[MATERIALS PROVIDED — start]

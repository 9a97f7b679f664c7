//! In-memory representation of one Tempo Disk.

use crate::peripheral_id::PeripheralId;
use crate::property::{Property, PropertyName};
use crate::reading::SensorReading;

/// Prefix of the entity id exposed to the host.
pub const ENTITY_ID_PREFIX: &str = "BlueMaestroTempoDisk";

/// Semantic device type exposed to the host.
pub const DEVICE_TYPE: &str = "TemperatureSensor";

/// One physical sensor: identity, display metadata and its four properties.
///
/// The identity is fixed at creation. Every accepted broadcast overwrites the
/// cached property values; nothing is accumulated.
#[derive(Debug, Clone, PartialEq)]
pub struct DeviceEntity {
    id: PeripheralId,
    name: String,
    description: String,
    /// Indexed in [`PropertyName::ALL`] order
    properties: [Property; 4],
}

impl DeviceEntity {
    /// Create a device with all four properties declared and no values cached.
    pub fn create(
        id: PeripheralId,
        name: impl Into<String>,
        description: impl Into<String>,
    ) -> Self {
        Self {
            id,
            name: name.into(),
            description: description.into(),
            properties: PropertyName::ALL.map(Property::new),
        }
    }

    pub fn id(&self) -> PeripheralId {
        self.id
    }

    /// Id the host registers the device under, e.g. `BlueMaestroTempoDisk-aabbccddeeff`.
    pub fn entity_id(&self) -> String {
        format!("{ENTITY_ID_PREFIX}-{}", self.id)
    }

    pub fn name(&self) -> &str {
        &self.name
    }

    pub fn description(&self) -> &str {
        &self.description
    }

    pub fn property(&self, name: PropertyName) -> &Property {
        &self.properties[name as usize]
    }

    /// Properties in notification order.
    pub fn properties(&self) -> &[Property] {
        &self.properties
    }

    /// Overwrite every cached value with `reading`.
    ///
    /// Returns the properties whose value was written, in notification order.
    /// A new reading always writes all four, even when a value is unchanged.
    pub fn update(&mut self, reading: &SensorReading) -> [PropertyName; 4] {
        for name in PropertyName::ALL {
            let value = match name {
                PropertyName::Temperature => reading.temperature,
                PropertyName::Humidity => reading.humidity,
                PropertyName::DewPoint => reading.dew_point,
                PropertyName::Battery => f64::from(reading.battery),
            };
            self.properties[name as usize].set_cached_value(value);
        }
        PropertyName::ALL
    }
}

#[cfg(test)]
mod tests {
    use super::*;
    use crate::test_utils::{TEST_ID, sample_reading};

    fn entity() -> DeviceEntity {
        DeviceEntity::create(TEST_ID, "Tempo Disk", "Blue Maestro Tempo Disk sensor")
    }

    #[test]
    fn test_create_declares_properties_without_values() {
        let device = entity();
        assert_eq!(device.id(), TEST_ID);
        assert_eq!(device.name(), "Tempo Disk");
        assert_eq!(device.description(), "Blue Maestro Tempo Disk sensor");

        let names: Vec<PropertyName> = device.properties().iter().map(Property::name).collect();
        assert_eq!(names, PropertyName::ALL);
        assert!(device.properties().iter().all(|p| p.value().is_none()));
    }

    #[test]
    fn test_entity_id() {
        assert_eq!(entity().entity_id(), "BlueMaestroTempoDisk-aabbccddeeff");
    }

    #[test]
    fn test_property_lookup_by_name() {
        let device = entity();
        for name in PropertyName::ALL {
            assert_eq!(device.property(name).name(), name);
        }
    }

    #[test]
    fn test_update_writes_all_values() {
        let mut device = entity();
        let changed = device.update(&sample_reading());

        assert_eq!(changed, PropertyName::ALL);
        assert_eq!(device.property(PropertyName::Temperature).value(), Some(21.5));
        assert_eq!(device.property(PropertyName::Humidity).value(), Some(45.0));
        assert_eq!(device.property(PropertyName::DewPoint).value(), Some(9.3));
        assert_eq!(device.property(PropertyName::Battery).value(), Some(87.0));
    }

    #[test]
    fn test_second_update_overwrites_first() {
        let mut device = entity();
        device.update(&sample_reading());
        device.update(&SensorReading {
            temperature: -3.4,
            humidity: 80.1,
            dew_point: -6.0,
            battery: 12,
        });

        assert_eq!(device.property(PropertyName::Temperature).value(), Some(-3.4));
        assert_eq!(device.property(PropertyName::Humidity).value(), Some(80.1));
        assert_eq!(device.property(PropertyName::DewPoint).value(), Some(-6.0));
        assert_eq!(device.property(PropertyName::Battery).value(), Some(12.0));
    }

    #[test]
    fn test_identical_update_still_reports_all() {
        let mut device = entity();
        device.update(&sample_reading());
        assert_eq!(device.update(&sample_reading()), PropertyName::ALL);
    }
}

[MATERIALS PROVIDED — finish]

# [WHAT YOU HAVE TO DO]
Select the lines from the entries that include the word "identity".

# [ANSWER BELOW]
/// One physical sensor: identity, display metadata and its four properties.
/// The identity is fixed at creation. Every accepted broadcast overwrites the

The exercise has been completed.